Recognising this, the government has lightened up in recent years, opening "Speakers' Corner", allowing pubs to stay open for 24 hours, partially ending a 12-year ban on chewing gum and relaxing some censorship rules.

LIMITS

But debate simmers over what can be said and by whom.

In April a government "Remaking Singapore" panel set up to nourish the kind of creative thinking critical to compete in a global economy rejected a proposal to define "out of bounds markers" in politics that often inhibit sensitive discussions.

Even Washington weighed into the debate.

The U.S. State Department said in its an annual report on human rights worldwide in February that Singapore "continued to restrict significantly freedom of speech and freedom of the press, as well as to limit other civil and political rights".

But it cited some positive developments, including a perception among journalists of more tolerance in the government's unwritten list of topics considered "out of bounds".

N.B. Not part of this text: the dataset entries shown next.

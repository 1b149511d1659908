//! TUI内での文字列入力コンポーネント（InputBox）。

use ratatui::{
    layout::Alignment,
    prelude::*,
    widgets::{Block, Borders, Clear, Paragraph},
};

use crate::{admin::SettingsField, refund::FieldKey};

/// InputBox入力状態
#[derive(Clone, Debug)]
pub struct InputBoxState {
    /// プロンプトメッセージ
    pub prompt: String,
    /// 補足（プレースホルダなど）
    pub hint: String,
    /// 現在の入力値
    pub value: String,
    /// カーソル位置（文字単位）
    pub cursor: usize,
    /// 入力完了時のコールバック識別子
    pub callback_id: InputCallbackId,
}

/// 入力完了時のコールバック識別子
#[derive(Clone, Copy, Debug, PartialEq, Eq)]
pub enum InputCallbackId {
    /// フォームのテキスト項目。
    Field(FieldKey),
    /// 管理画面の設定項目。
    Setting(SettingsField),
}

impl InputBoxState {
    /// 現在値を入れ、カーソルを末尾に置いて開く。
    pub fn new(prompt: impl Into<String>, value: &str, callback_id: InputCallbackId) -> Self {
        // 既存値を編集できるよう、カーソルは末尾（文字数）に置く。
        Self {
            prompt: prompt.into(),
            hint: String::new(),
            value: value.to_string(),
            cursor: value.chars().count(),
            callback_id,
        }
    }

    /// 補足行を設定する。
    pub fn with_hint(mut self, hint: impl Into<String>) -> Self {
        // プレースホルダなどを補足行に表示する。
        self.hint = hint.into();
        self
    }

    /// 文字位置をバイト位置へ変換する。
    fn byte_at(&self, char_idx: usize) -> usize {
        // 範囲外（末尾）なら文字列長を返す。
        self.value
            .char_indices()
            .nth(char_idx)
            .map(|(i, _)| i)
            .unwrap_or(self.value.len())
    }

    /// 文字を挿入
    pub fn insert_char(&mut self, c: char) {
        // カーソル位置をバイト位置に変換する。
        let at = self.byte_at(self.cursor);
        // 新しい文字を挿入する。
        self.value.insert(at, c);
        // カーソルを進める。
        self.cursor += 1;
    }

    /// Backspace（カーソル前の文字を削除）
    pub fn backspace(&mut self) {
        // カーソルが先頭なら何もしない。
        if self.cursor > 0 {
            // カーソル位置を左へ移動する。
            self.cursor -= 1;
            // 移動先の文字を取り除く。
            let at = self.byte_at(self.cursor);
            self.value.remove(at);
        }
    }

    /// Delete（カーソル位置の文字を削除）
    pub fn delete(&mut self) {
        // カーソルが末尾なら何もしない。
        if self.cursor < self.value.chars().count() {
            // カーソル位置の文字を取り除く。
            let at = self.byte_at(self.cursor);
            self.value.remove(at);
        }
    }

    /// カーソルを左に移動
    pub fn move_left(&mut self) {
        // 先頭より左には動かさない。
        self.cursor = self.cursor.saturating_sub(1);
    }

    /// カーソルを右に移動
    pub fn move_right(&mut self) {
        // 末尾より右には動かさない。
        self.cursor = (self.cursor + 1).min(self.value.chars().count());
    }

    /// カーソルを先頭に移動
    pub fn move_home(&mut self) {
        // 先頭位置を設定する。
        self.cursor = 0;
    }

    /// カーソルを末尾に移動
    pub fn move_end(&mut self) {
        // 末尾位置（文字数）を設定する。
        self.cursor = self.value.chars().count();
    }

    /// 行全体をクリア
    pub fn clear_line(&mut self) {
        // 入力値を空にし、カーソルを先頭へ戻す。
        self.value.clear();
        self.cursor = 0;
    }

    /// 表示幅に収まるよう横スクロールし、カーソル位置に`|`を入れた文字列。
    fn visible_with_cursor(&self, width: usize) -> String {
        // カーソルが右端に収まるよう表示開始位置をずらす。
        let offset = self.cursor.saturating_sub(width.saturating_sub(2));
        // 表示範囲の文字だけを取り出す。
        let chars: Vec<char> = self.value.chars().skip(offset).take(width).collect();
        // 表示範囲内でのカーソル位置を求める。
        let at = (self.cursor - offset).min(chars.len());
        // カーソルの前後に分けて区切り記号を挟む。
        let before: String = chars[..at].iter().collect();
        let after: String = chars[at..].iter().collect();
        format!("{before}|{after}")
    }
}

/// InputBoxをポップアップとして描画
pub fn render_input_box(f: &mut Frame, state: &InputBoxState, help: &str) {
    // 中央に配置されたポップアップ領域を計算する。
    let popup_area = centered_popup(f.area(), 70, 8);

    // 既存の描画を消してポップアップ用の背景にする。
    f.render_widget(Clear, popup_area);

    // 枠と背景色を描画する。
    let block = Block::default()
        .borders(Borders::ALL)
        .title("Input")
        .style(Style::default().bg(Color::DarkGray));
    f.render_widget(block, popup_area);

    // 内側をプロンプト・入力・補足・ヘルプの行に分ける。
    let inner_layout = Layout::default()
        .direction(Direction::Vertical)
        .margin(1)
        .constraints([
            Constraint::Length(1), // プロンプト
            Constraint::Length(1), // 入力フィールド
            Constraint::Length(1), // 補足
            Constraint::Length(1), // 空行
            Constraint::Length(1), // ヘルプ
        ])
        .split(popup_area);

    // プロンプトを強調表示する。
    let prompt_widget = Paragraph::new(state.prompt.clone()).style(
        Style::default()
            .fg(Color::Cyan)
            .add_modifier(Modifier::BOLD),
    );
    f.render_widget(prompt_widget, inner_layout[0]);

    // 入力値をカーソル付きで表示する。
    let visible = state.visible_with_cursor(inner_layout[1].width as usize);
    let input_widget = Paragraph::new(visible).style(Style::default().fg(Color::Green));
    f.render_widget(input_widget, inner_layout[1]);

    // 補足があれば灰色で表示する。
    if !state.hint.is_empty() {
        let hint = Paragraph::new(state.hint.clone()).style(Style::default().fg(Color::Gray));
        f.render_widget(hint, inner_layout[2]);
    }

    // 最下行にキー操作のヘルプを表示する。
    let help = Paragraph::new(help.to_string())
        .style(Style::default().fg(Color::Gray))
        .alignment(Alignment::Center);
    f.render_widget(help, inner_layout[4]);
}

/// 中央配置のポップアップ領域を計算
pub fn centered_popup(area: Rect, width_percent: u16, height: u16) -> Rect {
    // 縦方向の余白を作り、中央行を取り出す。
    let popup_layout = Layout::default()
        .direction(Direction::Vertical)
        .constraints([
            Constraint::Length((area.height.saturating_sub(height)) / 2),
            Constraint::Length(height),
            Constraint::Min(0),
        ])
        .split(area);

    // 横方向も中央に寄せてポップアップ領域を返す。
    Layout::default()
        .direction(Direction::Horizontal)
        .constraints([
            Constraint::Percentage((100 - width_percent) / 2),
            Constraint::Percentage(width_percent),
            Constraint::Percentage((100 - width_percent) / 2),
        ])
        .split(popup_layout[1])[1]
}

#[cfg(test)]
mod tests {
    use super::*;

    fn boxed(value: &str) -> InputBoxState {
        InputBoxState::new("Name:", value, InputCallbackId::Field(FieldKey::FullName))
    }

    #[test]
    fn test_edit_multibyte() {
        // マルチバイト文字も文字単位で編集できる。
        let mut s = boxed("José");
        assert_eq!(s.cursor, 4);
        s.backspace();
        assert_eq!(s.value, "Jos");
        s.move_home();
        s.insert_char('¡');
        assert_eq!(s.value, "¡Jos");
        s.delete();
        assert_eq!(s.value, "¡os");
        s.move_end();
        s.move_right();
        assert_eq!(s.cursor, 3);
    }

    #[test]
    fn test_visible_window_follows_cursor() {
        let s = boxed("abcdefghij");
        assert_eq!(s.visible_with_cursor(6), "ghij|");
        let mut s = boxed("abc");
        s.move_home();
        assert_eq!(s.visible_with_cursor(10), "|abc");
    }

    #[test]
    fn test_centered_popup_fits_area() {
        let area = Rect::new(0, 0, 100, 40);
        let r = centered_popup(area, 70, 20);
        assert_eq!(r.height, 20);
        assert_eq!(r.y, 10);
        assert!(r.x + r.width <= area.width);
    }
}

Chua Beng Huat of the National University of Singapore said there remained obvious limits to what goes on-air.

"They are not talking about when is Lee Kuan Yew going to retire," said Chua, referring to a subject often discussed in coffee shops or in taxis but rarely voiced in the local media.

Lee, modern Singapore's founding father and current senior minister, said on his 80th birthday in September he would stay in politics as long as he was fit, even with his son, Lee Hsien Loong, becoming premier this year - stoking debate among some analysts about the concentration of power in the Lee family.

Singapore's Straits Times newspaper, whose editor must be approved by the government, sometimes bristles with critical views in its forum pages. But unlike the newspaper where writers must provide full names, talk-back callers enjoy a degree of anonymity while reaching a mainstream audience.

"There are also Internet chat sites," said Seah. "But some of them are really really the other extreme - a lot of very immature, angry people just letting go. It's not reasoned argument, or anything like that. It's different from radio."

Tan said about half the listeners of her talk-back programme are "professionals, managers and executives", adding that MediaCorp operates with a slight time delay sparingly used to keep abusive comments off the airwaves.